Your experience may not be typical. I ran mail servers before office 365 was a thing, and I often had to get off block lists. There are stories on HN about it being worse, now that you have to request unblocking from MS and Google. Yours is the first comment that doesn't complain.
Nah, I have the same experience as the GP, and in every HN thread about email self-hosting, there are a number of comments along the lines of “I’ve been self-hosting my email for 10-20 years and never had any problems”. My SME employer also self-hosts without issues.

Experiences obviously differ, but it’s unclear where the differences stem from, apart from long-term IP reputation.

> Yours is the first comment that doesn't complain.

It is potentially more of those with problems are more likely to speak up than everyone else just posting "works fine for me" a thousand times over.

I haven't had much deliverability problems with self-hosted things.

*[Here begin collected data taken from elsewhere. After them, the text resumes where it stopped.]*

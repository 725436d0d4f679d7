//! Streaming capture engine.
//!
//! Drives the opaque generation backend on a worker thread and consumes its
//! chunk sequence through a bounded channel, one request per engine run:
//! `Requested -> Streaming -> Finalizing -> Done`, with `Failed` terminal
//! from `Streaming` or `Finalizing`. No concurrency within one request;
//! coordination across requests belongs to the admission layer.

use crate::audio::crossfade::CrossfadeAccumulator;
use crate::audio::qc::{self, NormalizedAudio, QcConfig};
use crate::audio::AudioChunk;
use crate::capture::metrics::CaptureMetrics;
use crate::capture::source::ChunkSource;
use crate::defaults;
use crate::error::{Result, VoxgateError};
use crossbeam_channel::{bounded, RecvTimeoutError};
use std::thread;
use std::time::{Duration, Instant};

/// Per-request states, in order of progression.
#[derive(Debug, Clone, Copy, PartialEq, Eq)]
pub enum CaptureState {
    Requested,
    Streaming,
    Finalizing,
    Done,
    Failed,
}

/// Tunables for one capture run.
#[derive(Debug, Clone)]
pub struct CaptureConfig {
    /// Sample rate the generator is declared to produce.
    pub sample_rate: u32,
    /// Samples blended across each chunk boundary.
    pub crossfade_samples: usize,
    /// Audio duration ceiling; reaching it is a forced (non-error) stop.
    pub max_duration_secs: f64,
    /// Hard wall-clock limit for the whole request.
    pub wall_timeout: Duration,
    /// Maximum wait for any single chunk.
    pub chunk_timeout: Duration,
    /// Bounded channel capacity between the generator thread and the engine.
    pub channel_capacity: usize,
}

impl Default for CaptureConfig {
    fn default() -> Self {
        Self {
            sample_rate: defaults::SAMPLE_RATE,
            crossfade_samples: defaults::CROSSFADE_SAMPLES,
            max_duration_secs: defaults::MAX_DURATION_SECS,
            wall_timeout: Duration::from_secs(defaults::WALL_TIMEOUT_SECS),
            chunk_timeout: Duration::from_secs(defaults::CHUNK_TIMEOUT_SECS),
            channel_capacity: 16,
        }
    }
}

/// A finished capture: normalized audio plus run metrics.
#[derive(Debug, Clone)]
pub struct CaptureOutput {
    pub audio: NormalizedAudio,
    pub metrics: CaptureMetrics,
}

enum ChunkEvent {
    Chunk(AudioChunk),
    End,
    Error(VoxgateError),
}

/// Runs one capture: pulls the source to exhaustion (or cutoff), crossfades
/// chunks as they arrive, then finalizes through QC.
///
/// On timeout or generation failure the partial buffer is discarded — a
/// truncated result must never masquerade as a complete one. The max-duration
/// cutoff is the one exception: it is a policy stop and the buffer so far is
/// still finalized.
pub fn capture<S>(mut source: S, config: &CaptureConfig, qc_config: &QcConfig) -> Result<CaptureOutput>
where
    S: ChunkSource + 'static,
{
    let mut state = CaptureState::Requested;
    log::debug!("capture state -> {state:?}");
    let started = Instant::now();
    let deadline = started + config.wall_timeout;

    let (tx, rx) = bounded::<ChunkEvent>(config.channel_capacity);

    // The generator runs on its own thread so a stalled backend can't wedge
    // the engine past its timeouts. When the engine stops receiving, the send
    // fails and the worker unwinds on its own.
    let worker = thread::Builder::new()
        .name("voxgate-generator".to_string())
        .spawn(move || {
            loop {
                match source.next_chunk() {
                    Ok(Some(chunk)) => {
                        if tx.send(ChunkEvent::Chunk(chunk)).is_err() {
                            break;
                        }
                    }
                    Ok(None) => {
                        let _ = tx.send(ChunkEvent::End);
                        break;
                    }
                    Err(e) => {
                        let _ = tx.send(ChunkEvent::Error(e));
                        break;
                    }
                }
            }
        })
        .map_err(|e| VoxgateError::Generation {
            message: format!("failed to spawn generator thread: {e}"),
        })?;

    state = CaptureState::Streaming;
    log::debug!("capture state -> {state:?}");
    let streaming_entered = Instant::now();
    let max_samples = (config.max_duration_secs * config.sample_rate as f64) as usize;

    let mut acc = CrossfadeAccumulator::new(config.crossfade_samples);
    let mut total_samples = 0usize;
    let mut first_chunk_latency: Option<Duration> = None;
    let mut expected_sequence: Option<u64> = None;
    let mut forced_stop = false;

    let stream_result: Result<()> = loop {
        let now = Instant::now();
        if now >= deadline {
            break Err(wall_timeout_error(started));
        }
        let wait = config.chunk_timeout.min(deadline - now);

        match rx.recv_timeout(wait) {
            Ok(ChunkEvent::Chunk(chunk)) => {
                if first_chunk_latency.is_none() {
                    first_chunk_latency = Some(streaming_entered.elapsed());
                }

                // The generator contract is a sequential iterator; a gap or
                // reorder means the backend is broken, not something to buffer
                // around.
                let expected = expected_sequence.unwrap_or(chunk.sequence);
                if chunk.sequence != expected {
                    break Err(VoxgateError::Generation {
                        message: format!(
                            "out-of-order chunk: expected sequence {expected}, got {}",
                            chunk.sequence
                        ),
                    });
                }
                expected_sequence = Some(expected + 1);

                total_samples += chunk.samples.len();
                acc.push(&chunk.samples);

                if acc.len() >= max_samples {
                    forced_stop = true;
                    log::info!(
                        "max duration ceiling reached after {} chunks, finalizing",
                        acc.chunk_count()
                    );
                    break Ok(());
                }
            }
            Ok(ChunkEvent::End) => break Ok(()),
            Ok(ChunkEvent::Error(e)) => break Err(e),
            Err(RecvTimeoutError::Timeout) => {
                if Instant::now() >= deadline {
                    break Err(wall_timeout_error(started));
                }
                break Err(VoxgateError::Timeout {
                    message: format!(
                        "no chunk within {:.0}s",
                        config.chunk_timeout.as_secs_f64()
                    ),
                });
            }
            Err(RecvTimeoutError::Disconnected) => {
                break Err(VoxgateError::Generation {
                    message: "generator terminated without an end signal".to_string(),
                });
            }
        }
    };

    // Unblock and reap the worker. After a forced stop or failure it may be
    // mid-send; dropping the receiver fails that send and the thread exits.
    drop(rx);
    if stream_result.is_ok() && !forced_stop {
        // Clean end: the worker has already finished its loop.
        let _ = worker.join();
    }

    if let Err(e) = stream_result {
        state = CaptureState::Failed;
        log::warn!("capture failed in {state:?}: {e}");
        return Err(e);
    }

    state = CaptureState::Finalizing;
    log::debug!("capture state -> {state:?}");
    if Instant::now() >= deadline {
        state = CaptureState::Failed;
        log::warn!("capture failed in {state:?}: wall clock exceeded during finalization");
        return Err(wall_timeout_error(started));
    }

    let degraded_boundaries = acc.degraded_boundaries();
    let chunk_count = acc.chunk_count();
    let audio = qc::qc(acc.into_samples(), 1, config.sample_rate, qc_config)?;

    let wall_time = started.elapsed();
    let metrics = CaptureMetrics {
        chunk_count,
        total_samples,
        first_chunk_latency,
        wall_time,
        duration_secs: audio.duration_secs(),
        degraded_boundaries,
        forced_stop,
    };

    state = CaptureState::Done;
    log::info!(
        "capture done: {} chunks, {:.2}s audio in {:.2}s wall (rtf {:.2}), state {state:?}",
        metrics.chunk_count,
        metrics.duration_secs,
        wall_time.as_secs_f64(),
        metrics.rtf()
    );

    Ok(CaptureOutput { audio, metrics })
}

fn wall_timeout_error(started: Instant) -> VoxgateError {
    VoxgateError::Timeout {
        message: format!(
            "wall clock limit exceeded after {:.1}s",
            started.elapsed().as_secs_f64()
        ),
    }
}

I set it up right, and I get the emails I expected to get. So there's now two of us saying "works fine for me."

Personal anecdote != universal, global experience.

> have one at a smaller mail provider

    a) [hosted] Mail provider
    b) Server (colo/dedicated/VPS/whatever) provider
Choose one.

> not uncommon for companies to either have a local Exchange Server

Yes and it's PITA to pull it out of the lists of some shitheads, like SpamHaus.

Source: guess it

SpamHaus always has really good reasons for doing what they're doing. How'd you piss them off?

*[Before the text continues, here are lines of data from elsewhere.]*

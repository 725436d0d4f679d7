//! Timing and throughput metrics for one capture run.

use std::time::Duration;

/// Measurements accumulated while a request streams.
#[derive(Debug, Clone)]
pub struct CaptureMetrics {
    /// Chunks folded into the buffer.
    pub chunk_count: usize,
    /// Samples before crossfade overlap removal.
    pub total_samples: usize,
    /// Time from streaming start to the first chunk's arrival.
    pub first_chunk_latency: Option<Duration>,
    /// Wall-clock time for the whole capture, including finalization.
    pub wall_time: Duration,
    /// Audio duration of the finished buffer in seconds.
    pub duration_secs: f64,
    /// Boundaries where the crossfade was clamped below the configured length.
    pub degraded_boundaries: usize,
    /// Whether the max-duration ceiling cut generation short (policy, not error).
    pub forced_stop: bool,
}

impl CaptureMetrics {
    /// Real-time factor: wall time divided by audio duration.
    /// Below 1.0 means generation ran faster than real time.
    pub fn rtf(&self) -> f64 {
        if self.duration_secs <= 0.0 {
            return 0.0;
        }
        self.wall_time.as_secs_f64() / self.duration_secs
    }

    /// First-chunk latency in whole milliseconds.
    pub fn first_chunk_ms(&self) -> Option<u64> {
        self.first_chunk_latency.map(|d| d.as_millis() as u64)
    }
}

There are actually horrid lists like BackScatterer and UCEProtect that you can't even properly contact. So in comparison SH is super pleasant.

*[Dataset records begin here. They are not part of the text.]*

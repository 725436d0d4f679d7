use crate::defaults;
use crate::error::{Result, VoxgateError};
use crate::golden::{ControlSurface, ControlSurfaceBuilder};
use serde::{Deserialize, Serialize};
use std::fs;
use std::path::{Path, PathBuf};
use std::time::Duration;

/// Root configuration structure
#[derive(Debug, Clone, Serialize, Deserialize, PartialEq, Default)]
#[serde(default)]
pub struct Config {
    pub synthesis: SynthesisConfig,
    pub limits: LimitsConfig,
    pub golden: GoldenConfig,
}

/// Synthesis parameters; these feed the control surface
#[derive(Debug, Clone, Serialize, Deserialize, PartialEq)]
#[serde(default)]
pub struct SynthesisConfig {
    pub model_id: String,
    pub voice_ref: String,
    pub sample_rate: u32,
    pub chunk_size: u32,
    pub seed: i64,
    pub threads: u32,
    pub max_duration_secs: f64,
    pub crossfade_samples: usize,
}

/// Admission and timeout limits
#[derive(Debug, Clone, Serialize, Deserialize, PartialEq)]
#[serde(default)]
pub struct LimitsConfig {
    pub max_concurrent: usize,
    pub retry_after_secs: u64,
    pub wall_timeout_secs: u64,
    pub chunk_timeout_secs: u64,
}

/// Golden path configuration
#[derive(Debug, Clone, Serialize, Deserialize, PartialEq, Default)]
#[serde(default)]
pub struct GoldenConfig {
    /// Where the pinned digest lives; None means the platform cache dir.
    pub digest_path: Option<PathBuf>,
}

impl Default for SynthesisConfig {
    fn default() -> Self {
        Self {
            model_id: "kokoro-v1.0".to_string(),
            voice_ref: "default".to_string(),
            sample_rate: defaults::SAMPLE_RATE,
            chunk_size: 3200,
            seed: 42,
            threads: 4,
            max_duration_secs: defaults::MAX_DURATION_SECS,
            crossfade_samples: defaults::CROSSFADE_SAMPLES,
        }
    }
}

impl Default for LimitsConfig {
    fn default() -> Self {
        Self {
            max_concurrent: defaults::MAX_CONCURRENT,
            retry_after_secs: defaults::RETRY_AFTER_SECS,
            wall_timeout_secs: defaults::WALL_TIMEOUT_SECS,
            chunk_timeout_secs: defaults::CHUNK_TIMEOUT_SECS,
        }
    }
}

impl Config {
    /// Load configuration from a TOML file
    ///
    /// Returns an error if the file contains invalid TOML.
    /// Missing fields will use default values.
    pub fn load(path: &Path) -> anyhow::Result<Self> {
        let contents = fs::read_to_string(path)?;
        let config: Config = toml::from_str(&contents)?;
        Ok(config)
    }

    /// Load configuration from a file or return defaults if file doesn't exist
    ///
    /// Only returns defaults if the file is missing.
    /// Returns errors for invalid TOML.
    pub fn load_or_default(path: &Path) -> Self {
        match Self::load(path) {
            Ok(config) => config,
            Err(e) => {
                if e.downcast_ref::<std::io::Error>()
                    .map(|io_err| io_err.kind() == std::io::ErrorKind::NotFound)
                    .unwrap_or(false)
                {
                    Self::default()
                } else {
                    // Re-panic on invalid TOML or other errors
                    panic!("Failed to load config from {}: {}", path.display(), e);
                }
            }
        }
    }

    /// Apply environment variable overrides
    ///
    /// Supported environment variables:
    /// - VOXGATE_MODEL → synthesis.model_id
    /// - VOXGATE_VOICE → synthesis.voice_ref
    /// - VOXGATE_SEED → synthesis.seed
    /// - VOXGATE_MAX_CONCURRENT → limits.max_concurrent
    /// - VOXGATE_GOLDEN_PATH → golden.digest_path
    pub fn with_env_overrides(mut self) -> Self {
        if let Ok(model) = std::env::var("VOXGATE_MODEL")
            && !model.is_empty()
        {
            self.synthesis.model_id = model;
        }

        if let Ok(voice) = std::env::var("VOXGATE_VOICE")
            && !voice.is_empty()
        {
            self.synthesis.voice_ref = voice;
        }

        if let Ok(seed) = std::env::var("VOXGATE_SEED")
            && !seed.is_empty()
        {
            match seed.parse() {
                Ok(value) => self.synthesis.seed = value,
                Err(_) => log::warn!("ignoring non-integer VOXGATE_SEED: {seed}"),
            }
        }

        if let Ok(max) = std::env::var("VOXGATE_MAX_CONCURRENT")
            && !max.is_empty()
        {
            match max.parse() {
                Ok(value) => self.limits.max_concurrent = value,
                Err(_) => log::warn!("ignoring non-integer VOXGATE_MAX_CONCURRENT: {max}"),
            }
        }

        if let Ok(path) = std::env::var("VOXGATE_GOLDEN_PATH")
            && !path.is_empty()
        {
            self.golden.digest_path = Some(PathBuf::from(path));
        }

        self
    }

    /// Get the default configuration file path
    ///
    /// Returns ~/.config/voxgate/config.toml on Linux
    pub fn default_path() -> PathBuf {
        dirs::config_dir()
            .expect("Could not determine config directory")
            .join("voxgate")
            .join("config.toml")
    }

    /// Builds the control surface from the synthesis section.
    ///
    /// Range-checks the values a zeroed or hand-edited config could break
    /// before they are frozen into a digest.
    pub fn control_surface(&self) -> Result<ControlSurface> {
        if self.synthesis.sample_rate == 0 {
            return Err(VoxgateError::ConfigInvalidValue {
                key: "synthesis.sample_rate".to_string(),
                message: "must be positive".to_string(),
            });
        }
        if self.synthesis.chunk_size == 0 {
            return Err(VoxgateError::ConfigInvalidValue {
                key: "synthesis.chunk_size".to_string(),
                message: "must be positive".to_string(),
            });
        }
        if !(self.synthesis.max_duration_secs > 0.0) {
            return Err(VoxgateError::ConfigInvalidValue {
                key: "synthesis.max_duration_secs".to_string(),
                message: "must be positive and finite".to_string(),
            });
        }

        ControlSurfaceBuilder::new()
            .set("model_id", self.synthesis.model_id.as_str())
            .set("voice_ref", self.synthesis.voice_ref.as_str())
            .set("sample_rate", i64::from(self.synthesis.sample_rate))
            .set("chunk_size", i64::from(self.synthesis.chunk_size))
            .set("seed", self.synthesis.seed)
            .set("threads", i64::from(self.synthesis.threads))
            .set("max_duration_secs", self.synthesis.max_duration_secs)
            .validated()
    }

    /// Capture engine settings derived from this configuration.
    pub fn capture_config(&self) -> crate::capture::CaptureConfig {
        crate::capture::CaptureConfig {
            sample_rate: self.synthesis.sample_rate,
            crossfade_samples: self.synthesis.crossfade_samples,
            max_duration_secs: self.synthesis.max_duration_secs,
            wall_timeout: Duration::from_secs(self.limits.wall_timeout_secs),
            chunk_timeout: Duration::from_secs(self.limits.chunk_timeout_secs),
            ..Default::default()
        }
    }

    /// QC settings derived from this configuration.
    pub fn qc_config(&self) -> crate::audio::QcConfig {
        crate::audio::QcConfig {
            required_sample_rate: self.synthesis.sample_rate,
            ..Default::default()
        }
    }

    /// Resolved golden digest path.
    pub fn golden_path(&self) -> PathBuf {
        self.golden
            .digest_path
            .clone()
            .unwrap_or_else(crate::golden::GoldenPathValidator::default_path)
    }
}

UCEProtect isn't legitimate. It's effectively a bribery ring. When presented with this data, anyone using it at the corporate level has dropped them.

(Bell Canada used them for a while, until I and others demonstrated this fact)

So don't worry about them.

> SpamHaus always has really good reasons

Ah, yes, blocking entire /18 and demanding money for the delisting.

I guess 'Guilty by association' is a 'good reason'.

I haven't ever heard of them asking money for delisting. Surprising. Considering their track record it must be serious. A bulletproof host range? Traffic from those is absolutely guilty by association as the hosts are enabling abusive behaviour.
> Traffic from those is absolutely guilty by association as the hosts are enabling abusive behaviour.

I guess if you would be barred from entering Walmart because you live on the same street as someone with 'abusive behaviour' you would be 'oh, yes, totally my fault, sorry for disturbing you'.